Great, the same result!

One challenge, when we want to process this/these file(s) further, is that the format is HTML based. We could parse the output by using sed or awk and some semi-complex regular expression, to reduce the output to text-only but doing so is somewhat complex and often not sufficiently error-proof. Instead, let’s use a tool which was natively enabled/programmed to dump pages into text format.

Example 3: lynx

Lynx is another tool which we can use to retrieve the same page. However, unlike wget and curl, lynx is meant to be a full (text-based) browser. Thus, if we output from lynx, the output will be text, and not HTML, based.
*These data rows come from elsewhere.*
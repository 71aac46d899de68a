//! Run summaries reported by the orchestrator.

use std::collections::BTreeMap;
use std::fmt;
use std::path::PathBuf;

use chrono::{DateTime, Utc};
use serde::{Deserialize, Serialize};
use uuid::Uuid;

use crate::stage::Stage;

/// Unique identifier for a pipeline run.
#[derive(Debug, Clone, PartialEq, Eq, Hash, Serialize, Deserialize)]
#[serde(transparent)]
pub struct RunId(pub String);

impl RunId {
    /// Generate a new random run ID.
    pub fn new() -> Self {
        Self(Uuid::new_v4().to_string())
    }

    pub fn as_str(&self) -> &str {
        &self.0
    }
}

impl Default for RunId {
    fn default() -> Self {
        Self::new()
    }
}

impl fmt::Display for RunId {
    fn fmt(&self, f: &mut fmt::Formatter<'_>) -> fmt::Result {
        write!(f, "{}", self.0)
    }
}

/// How a run ended.
#[derive(Debug, Clone, PartialEq, Eq, Serialize, Deserialize, Default)]
#[serde(rename_all = "snake_case", tag = "status")]
pub enum RunOutcome {
    /// Still running (never observed by callers of a finished run).
    #[default]
    Running,
    /// Every stage completed.
    Completed,
    /// Stopped early without an error, e.g. too few headshots to compose.
    Partial { reason: String },
    /// A whole-stage failure aborted the run.
    Failed { stage: Stage, error: String },
}

/// A speaker that did not get a headshot, and why.
#[derive(Debug, Clone, PartialEq, Eq, Serialize, Deserialize)]
pub struct SpeakerOmission {
    pub speaker_id: String,
    pub reason: String,
}

/// Record of how far a run progressed.
#[derive(Debug, Clone, Serialize, Deserialize)]
pub struct RunSummary {
    pub run_id: RunId,
    pub started_at: DateTime<Utc>,
    #[serde(default, skip_serializing_if = "Option::is_none")]
    pub finished_at: Option<DateTime<Utc>>,
    /// Completed stages, in completion order.
    pub stages_completed: Vec<Stage>,
    #[serde(default, skip_serializing_if = "Option::is_none")]
    pub manifest_path: Option<PathBuf>,
    /// Canonical headshot per speaker id.
    #[serde(default)]
    pub headshots: BTreeMap<String, PathBuf>,
    #[serde(default)]
    pub omissions: Vec<SpeakerOmission>,
    #[serde(default, skip_serializing_if = "Option::is_none")]
    pub thumbnail: Option<PathBuf>,
    #[serde(default)]
    pub warnings: Vec<String>,
    /// Remote model calls actually issued (cache hits excluded).
    pub remote_calls: u32,
    pub outcome: RunOutcome,
}

impl RunSummary {
    pub fn new(run_id: RunId) -> Self {
        Self {
            run_id,
            started_at: Utc::now(),
            finished_at: None,
            stages_completed: Vec::new(),
            manifest_path: None,
            headshots: BTreeMap::new(),
            omissions: Vec::new(),
            thumbnail: None,
            warnings: Vec::new(),
            remote_calls: 0,
            outcome: RunOutcome::Running,
        }
    }

    pub fn complete_stage(&mut self, stage: Stage) {
        if !self.stages_completed.contains(&stage) {
            self.stages_completed.push(stage);
        }
    }

    pub fn stage_count(&self) -> usize {
        self.stages_completed.len()
    }

    pub fn omit(&mut self, speaker_id: impl Into<String>, reason: impl Into<String>) {
        self.omissions.push(SpeakerOmission {
            speaker_id: speaker_id.into(),
            reason: reason.into(),
        });
    }

    pub fn warn(&mut self, message: impl Into<String>) {
        self.warnings.push(message.into());
    }

    pub fn finish(&mut self, outcome: RunOutcome) {
        self.outcome = outcome;
        self.finished_at = Some(Utc::now());
    }
}

#[cfg(test)]
mod tests {
    use super::*;

    #[test]
    fn test_complete_stage_is_idempotent_and_ordered() {
        let mut summary = RunSummary::new(RunId::new());
        summary.complete_stage(Stage::Identify);
        summary.complete_stage(Stage::ExtractAndCrop);
        summary.complete_stage(Stage::Identify);
        assert_eq!(
            summary.stages_completed,
            vec![Stage::Identify, Stage::ExtractAndCrop]
        );
        assert_eq!(summary.stage_count(), 2);
    }

    #[test]
    fn test_outcome_serializes_with_status_tag() {
        let outcome = RunOutcome::Failed {
            stage: Stage::Identify,
            error: "blocked".to_string(),
        };
        let json = serde_json::to_value(&outcome).unwrap();
        assert_eq!(json["status"], "failed");
        assert_eq!(json["stage"], "identify");
    }

    #[test]
    fn test_finish_sets_timestamp() {
        let mut summary = RunSummary::new(RunId::new());
        summary.finish(RunOutcome::Completed);
        assert!(summary.finished_at.is_some());
        assert_eq!(summary.outcome, RunOutcome::Completed);
    }
}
We can use the lynx -dump command to output the webpage being accessed, instead of starting a fully interactive (test-based) browser in your Linux client.

$ lynx -dump https://linuxconfig.org/linux-complex-bash-one-liner-examples > linux-complex-bash-one-liner-examples $

Let’s examine the contents of the created file once more:

$ file linux-complex-bash-one-liner-examples linux-complex-bash-one-liner-examples: UTF-8 Unicode text $ head -n5 linux-complex-bash-one-liner-examples * [1]Ubuntu + o [2]Back o [3]Ubuntu 20.04 o [4]Ubuntu 18.04

As you can see, this time we have a UTF-8 Unicode text based file, unlike the previous wget and curl examples, and the head command confirms that the first 5 lines are text based (with references to the URL’s in the form of [nr] markers). We can see the URL’s towards the end of the file:

$ tail -n86 linux-complex-bash-one-liner-examples | head -n3 Visible links 1. https://linuxconfig.org/ubuntu 2. https://linuxconfig.org/linux-complex-bash-one-liner-examples

Retrieving pages in this way provides us with a great benefit of having HTML-free text-based files which we can use to process further if so required.